### SUPPLIED RECORDS
------------------------------------

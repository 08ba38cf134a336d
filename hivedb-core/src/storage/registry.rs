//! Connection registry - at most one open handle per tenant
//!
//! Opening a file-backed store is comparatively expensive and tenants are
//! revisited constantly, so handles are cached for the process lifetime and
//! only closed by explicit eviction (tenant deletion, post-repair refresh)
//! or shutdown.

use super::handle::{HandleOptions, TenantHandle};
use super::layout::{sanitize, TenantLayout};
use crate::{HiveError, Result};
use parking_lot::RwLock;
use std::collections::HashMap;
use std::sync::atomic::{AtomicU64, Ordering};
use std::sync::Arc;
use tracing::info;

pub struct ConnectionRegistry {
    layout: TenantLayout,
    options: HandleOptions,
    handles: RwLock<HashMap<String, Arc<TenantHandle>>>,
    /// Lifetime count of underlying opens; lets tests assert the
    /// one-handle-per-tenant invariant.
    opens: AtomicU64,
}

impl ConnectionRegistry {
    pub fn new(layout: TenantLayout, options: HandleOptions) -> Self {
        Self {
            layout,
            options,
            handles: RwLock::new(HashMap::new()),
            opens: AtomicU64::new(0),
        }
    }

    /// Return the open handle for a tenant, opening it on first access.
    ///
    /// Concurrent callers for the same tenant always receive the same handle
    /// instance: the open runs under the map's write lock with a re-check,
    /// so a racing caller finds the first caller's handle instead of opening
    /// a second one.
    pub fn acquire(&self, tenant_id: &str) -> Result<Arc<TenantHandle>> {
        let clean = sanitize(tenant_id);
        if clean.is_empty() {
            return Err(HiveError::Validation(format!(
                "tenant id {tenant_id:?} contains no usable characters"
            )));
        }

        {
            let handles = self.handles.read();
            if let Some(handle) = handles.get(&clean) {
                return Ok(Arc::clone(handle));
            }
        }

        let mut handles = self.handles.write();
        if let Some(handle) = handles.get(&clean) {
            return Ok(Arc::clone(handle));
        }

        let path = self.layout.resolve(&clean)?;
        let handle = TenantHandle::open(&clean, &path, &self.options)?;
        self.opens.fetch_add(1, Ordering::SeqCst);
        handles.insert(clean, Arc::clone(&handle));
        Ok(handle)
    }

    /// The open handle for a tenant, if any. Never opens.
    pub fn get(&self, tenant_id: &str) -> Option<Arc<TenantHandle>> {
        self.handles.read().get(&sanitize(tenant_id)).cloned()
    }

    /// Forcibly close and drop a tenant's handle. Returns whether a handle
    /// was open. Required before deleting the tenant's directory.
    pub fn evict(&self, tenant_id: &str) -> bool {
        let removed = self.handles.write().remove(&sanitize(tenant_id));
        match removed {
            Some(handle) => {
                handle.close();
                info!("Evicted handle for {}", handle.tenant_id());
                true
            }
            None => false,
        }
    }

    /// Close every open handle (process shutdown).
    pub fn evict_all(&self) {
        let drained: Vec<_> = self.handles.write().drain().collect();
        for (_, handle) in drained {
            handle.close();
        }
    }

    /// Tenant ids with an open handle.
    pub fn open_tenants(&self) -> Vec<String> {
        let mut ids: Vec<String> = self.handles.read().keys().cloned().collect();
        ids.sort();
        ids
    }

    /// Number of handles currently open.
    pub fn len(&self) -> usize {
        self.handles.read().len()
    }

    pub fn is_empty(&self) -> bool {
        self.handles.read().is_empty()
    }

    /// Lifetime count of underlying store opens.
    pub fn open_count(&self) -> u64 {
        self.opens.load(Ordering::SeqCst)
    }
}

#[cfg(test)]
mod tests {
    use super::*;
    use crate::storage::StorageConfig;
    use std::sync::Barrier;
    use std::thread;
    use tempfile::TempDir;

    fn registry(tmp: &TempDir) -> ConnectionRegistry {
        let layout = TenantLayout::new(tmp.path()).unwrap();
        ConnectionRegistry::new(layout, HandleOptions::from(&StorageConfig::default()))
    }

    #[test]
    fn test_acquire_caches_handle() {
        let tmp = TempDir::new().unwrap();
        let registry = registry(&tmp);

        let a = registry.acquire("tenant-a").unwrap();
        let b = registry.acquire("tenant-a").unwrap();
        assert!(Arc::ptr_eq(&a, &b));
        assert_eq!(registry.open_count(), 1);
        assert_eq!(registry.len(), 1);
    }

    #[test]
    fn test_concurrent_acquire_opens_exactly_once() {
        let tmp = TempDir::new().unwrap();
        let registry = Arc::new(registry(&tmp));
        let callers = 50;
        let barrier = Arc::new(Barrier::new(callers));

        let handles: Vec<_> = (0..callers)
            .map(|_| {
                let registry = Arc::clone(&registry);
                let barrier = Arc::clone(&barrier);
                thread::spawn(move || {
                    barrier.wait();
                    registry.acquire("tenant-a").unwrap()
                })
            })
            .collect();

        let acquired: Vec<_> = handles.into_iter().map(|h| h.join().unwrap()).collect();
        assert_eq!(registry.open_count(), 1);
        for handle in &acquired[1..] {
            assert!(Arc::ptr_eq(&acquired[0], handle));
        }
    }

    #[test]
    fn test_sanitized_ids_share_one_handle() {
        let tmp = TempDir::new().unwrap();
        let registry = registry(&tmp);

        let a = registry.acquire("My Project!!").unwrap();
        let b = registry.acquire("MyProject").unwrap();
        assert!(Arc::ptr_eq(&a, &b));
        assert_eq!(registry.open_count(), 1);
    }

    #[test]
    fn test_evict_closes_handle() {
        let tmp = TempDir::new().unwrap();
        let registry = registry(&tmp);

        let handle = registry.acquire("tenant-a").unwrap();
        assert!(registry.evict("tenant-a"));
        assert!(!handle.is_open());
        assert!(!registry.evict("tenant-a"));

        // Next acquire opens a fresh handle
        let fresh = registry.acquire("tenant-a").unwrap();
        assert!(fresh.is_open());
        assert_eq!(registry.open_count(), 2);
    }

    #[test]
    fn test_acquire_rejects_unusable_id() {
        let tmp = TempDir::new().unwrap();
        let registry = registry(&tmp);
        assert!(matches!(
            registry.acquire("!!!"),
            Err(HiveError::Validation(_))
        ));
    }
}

------------------------------------

### REQUIRED ACTION
The answer should consist of the full listing, repeated exactly.

### WRITTEN REPLY
repository 08ba38cf134a336d
filename hivedb-core/src/storage/registry.rs
//! Connection registry - at most one open handle per tenant
//!
//! Opening a file-backed store is comparatively expensive and tenants are
//! revisited constantly, so handles are cached for the process lifetime and
//! only closed by explicit eviction (tenant deletion, post-repair refresh)
//! or shutdown.

use super::handle::{HandleOptions, TenantHandle};
use super::layout::{sanitize, TenantLayout};
use crate::{HiveError, Result};
use parking_lot::RwLock;
use std::collections::HashMap;
use std::sync::atomic::{AtomicU64, Ordering};
use std::sync::Arc;
use tracing::info;

pub struct ConnectionRegistry {
    layout: TenantLayout,
    options: HandleOptions,
    handles: RwLock<HashMap<String, Arc<TenantHandle>>>,
    /// Lifetime count of underlying opens; lets tests assert the
    /// one-handle-per-tenant invariant.
    opens: AtomicU64,
}

impl ConnectionRegistry {
    pub fn new(layout: TenantLayout, options: HandleOptions) -> Self {
        Self {
            layout,
            options,
            handles: RwLock::new(HashMap::new()),
            opens: AtomicU64::new(0),
        }
    }

    /// Return the open handle for a tenant, opening it on first access.
    ///
    /// Concurrent callers for the same tenant always receive the same handle
    /// instance: the open runs under the map's write lock with a re-check,
    /// so a racing caller finds the first caller's handle instead of opening
    /// a second one.
    pub fn acquire(&self, tenant_id: &str) -> Result<Arc<TenantHandle>> {
        let clean = sanitize(tenant_id);
        if clean.is_empty() {
            return Err(HiveError::Validation(format!(
                "tenant id {tenant_id:?} contains no usable characters"
            )));
        }

        {
            let handles = self.handles.read();
            if let Some(handle) = handles.get(&clean) {
                return Ok(Arc::clone(handle));
            }
        }

        let mut handles = self.handles.write();
        if let Some(handle) = handles.get(&clean) {
            return Ok(Arc::clone(handle));
        }

        let path = self.layout.resolve(&clean)?;
        let handle = TenantHandle::open(&clean, &path, &self.options)?;
        self.opens.fetch_add(1, Ordering::SeqCst);
        handles.insert(clean, Arc::clone(&handle));
        Ok(handle)
    }

    /// The open handle for a tenant, if any. Never opens.
    pub fn get(&self, tenant_id: &str) -> Option<Arc<TenantHandle>> {
        self.handles.read().get(&sanitize(tenant_id)).cloned()
    }

    /// Forcibly close and drop a tenant's handle. Returns whether a handle
    /// was open. Required before deleting the tenant's directory.
    pub fn evict(&self, tenant_id: &str) -> bool {
        let removed = self.handles.write().remove(&sanitize(tenant_id));
        match removed {
            Some(handle) => {
                handle.close();
                info!("Evicted handle for {}", handle.tenant_id());
                true
            }
            None => false,
        }
    }

    /// Close every open handle (process shutdown).
    pub fn evict_all(&self) {
        let drained: Vec<_> = self.handles.write().drain().collect();
        for (_, handle) in drained {
            handle.close();
        }
    }

    /// Tenant ids with an open handle.
    pub fn open_tenants(&self) -> Vec<String> {
        let mut ids: Vec<String> = self.handles.read().keys().cloned().collect();
        ids.sort();
        ids
    }

    /// Number of handles currently open.
    pub fn len(&self) -> usize {
        self.handles.read().len()
    }

    pub fn is_empty(&self) -> bool {
        self.handles.read().is_empty()
    }

    /// Lifetime count of underlying store opens.
    pub fn open_count(&self) -> u64 {
        self.opens.load(Ordering::SeqCst)
    }
}

#[cfg(test)]
mod tests {
    use super::*;
    use crate::storage::StorageConfig;
    use std::sync::Barrier;
    use std::thread;
    use tempfile::TempDir;

    fn registry(tmp: &TempDir) -> ConnectionRegistry {
        let layout = TenantLayout::new(tmp.path()).unwrap();
        ConnectionRegistry::new(layout, HandleOptions::from(&StorageConfig::default()))
    }

    #[test]
    fn test_acquire_caches_handle() {
        let tmp = TempDir::new().unwrap();
        let registry = registry(&tmp);

        let a = registry.acquire("tenant-a").unwrap();
        let b = registry.acquire("tenant-a").unwrap();
        assert!(Arc::ptr_eq(&a, &b));
        assert_eq!(registry.open_count(), 1);
        assert_eq!(registry.len(), 1);
    }

    #[test]
    fn test_concurrent_acquire_opens_exactly_once() {
        let tmp = TempDir::new().unwrap();
        let registry = Arc::new(registry(&tmp));
        let callers = 50;
        let barrier = Arc::new(Barrier::new(callers));

        let handles: Vec<_> = (0..callers)
            .map(|_| {
                let registry = Arc::clone(&registry);
                let barrier = Arc::clone(&barrier);
                thread::spawn(move || {
                    barrier.wait();
                    registry.acquire("tenant-a").unwrap()
                })
            })
            .collect();

        let acquired: Vec<_> = handles.into_iter().map(|h| h.join().unwrap()).collect();
        assert_eq!(registry.open_count(), 1);
        for handle in &acquired[1..] {
            assert!(Arc::ptr_eq(&acquired[0], handle));
        }
    }

    #[test]
    fn test_sanitized_ids_share_one_handle() {
        let tmp = TempDir::new().unwrap();
        let registry = registry(&tmp);

        let a = registry.acquire("My Project!!").unwrap();
        let b = registry.acquire("MyProject").unwrap();
        assert!(Arc::ptr_eq(&a, &b));
        assert_eq!(registry.open_count(), 1);
    }

    #[test]
    fn test_evict_closes_handle() {
        let tmp = TempDir::new().unwrap();
        let registry = registry(&tmp);

        let handle = registry.acquire("tenant-a").unwrap();
        assert!(registry.evict("tenant-a"));
        assert!(!handle.is_open());
        assert!(!registry.evict("tenant-a"));

        // Next acquire opens a fresh handle
        let fresh = registry.acquire("tenant-a").unwrap();
        assert!(fresh.is_open());
        assert_eq!(registry.open_count(), 2);
    }

    #[test]
    fn test_acquire_rejects_unusable_id() {
        let tmp = TempDir::new().unwrap();
        let registry = registry(&tmp);
        assert!(matches!(
            registry.acquire("!!!"),
            Err(HiveError::Validation(_))
        ));
    }
}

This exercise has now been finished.